Cost: Inexpensive monthly premiums; higher out-of-pocket expenses due to higher deductible.
Who’s Eligible: Anyone.
Best-Suited For: People who rarely get sick and want control over how to spend and invest their money.
High-deductible health plans (HDHPs) can be an appealing choice for consumers looking to lower their monthly expenses. Like their name implies, individuals covered by high-deductible health plans pay a smaller premium amount each month, but they must also pay thousands of dollars out-of-pocket before insurance begins to cover the cost of their medical expenses.
With HDHP coverage, medical care and services (including most prescription drug costs) require you to pay out-of-pocket until you’ve met your deductible. For example, if your high-deductible health plan has a deductible of $8,000 and you find yourself with a $14,000 hospital bill, you must pay the $8,000 out-of-pocket before your insurance kicks in and helps you cover the rest of your bill. Preventive care services are a notable exception to deductible fulfillment, as HDHPs – like all plans under the ACA – are required to cover the cost of in-network preventive care, such as annual checkups, well-woman exams, and mammograms.
Some HDHPs are compatible with health savings accounts (HSAs). HSAs allow those enrolled in high-deductible plans to use pre-tax dollars to pay for their medical and healthcare expenses and can also help policyholders save money on a long-term basis.
As an alternative to more traditional Obamacare plans, HDHPs are best-suited for people who are relatively healthy and rarely get sick or go to the doctor. Many routine health services intended to keep you well (e.g. colonoscopies, mammograms, and vaccinations) are covered at 100 percent by HDHPs; as an HDHP policyholder, you should understand your coverage, so you know what’s free. However, for those who manage chronic conditions or live on lower incomes, HDHPs are not a practical choice. HDHP coverage can also be problematic if you have an emergency, or incur unanticipated medical costs.
If you’re considering HDHP coverage, the most important thing to remember is: every decision you make about your medical care counts. HDHPs require consumers to take ownership and initiative over their own care.
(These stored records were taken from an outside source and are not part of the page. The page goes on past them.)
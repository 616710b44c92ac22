use crate::error::Result;
use codesift_code_chunker::IngestedFile;
use std::fs::File;
use std::io::{BufReader, BufWriter, Write};
use std::path::Path;

/// Write ingested files as a pretty JSON array, creating parent directories
pub fn save_ingested(path: impl AsRef<Path>, files: &[IngestedFile]) -> Result<()> {
    let path = path.as_ref();
    if let Some(parent) = path.parent().filter(|p| !p.as_os_str().is_empty()) {
        std::fs::create_dir_all(parent)?;
    }
    let mut writer = BufWriter::new(File::create(path)?);
    serde_json::to_writer_pretty(&mut writer, files)?;
    writer.write_all(b"\n")?;
    writer.flush()?;
    log::info!("Saved {} files to {}", files.len(), path.display());
    Ok(())
}

pub fn load_ingested(path: impl AsRef<Path>) -> Result<Vec<IngestedFile>> {
    let reader = BufReader::new(File::open(path.as_ref())?);
    Ok(serde_json::from_reader(reader)?)
}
In other words, it’s crucial for consumers to know what is and isn’t covered by their plan.
6. Catastrophic Health Insurance
What’s Covered: Preventive care and essential health benefits.
Cost: Inexpensive monthly premiums, but policyholders must pay for all their healthcare costs out-of-pocket until they meet their plan deductible.
Who’s Eligible: People under age 30 and/or those who have a hardship or affordability exemption from the ACA’s individual mandate penalty.
Best-Suited For: People who don’t need comprehensive coverage, but want a modicum of financial protection.
In the past, “catastrophic health insurance” was a term that could refer to any kind of health plan with a really high deductible. Since the passage of the Affordable Care Act, the term refers to a category of individual and family health insurance plans that are sold on the state and federal health insurance exchanges.
Only certain people are eligible to buy catastrophic health insurance sold on the Affordable Care Act’s insurance exchanges. To qualify for this type of coverage, policyholders must be under the age of 30, or have a hardship or affordability exemption from the ACA’s individual mandate penalty. Also, if you’re eligible for a health insurance subsidy to help you pay your monthly health insurance premiums, you can’t use that subsidy toward the cost of a catastrophic healthcare plan.
Catastrophic plans are designed to protect individuals in a worst-case scenario or medical emergency. Monthly plan premiums do tend to be lower than those of traditional plans, but policyholders generally need to pay for all their healthcare costs out-of-pocket until they meet their plan’s deductible. All things considered, catastrophic coverage is a limited type of policy for adults under the age of 30. It covers catastrophic events, and it also counts as ACA-compliant insurance.
Taking the Next Steps
Depending on different factors – how long you want to be covered, or how much coverage you want – there are numerous Obamacare alternatives that you can take advantage of.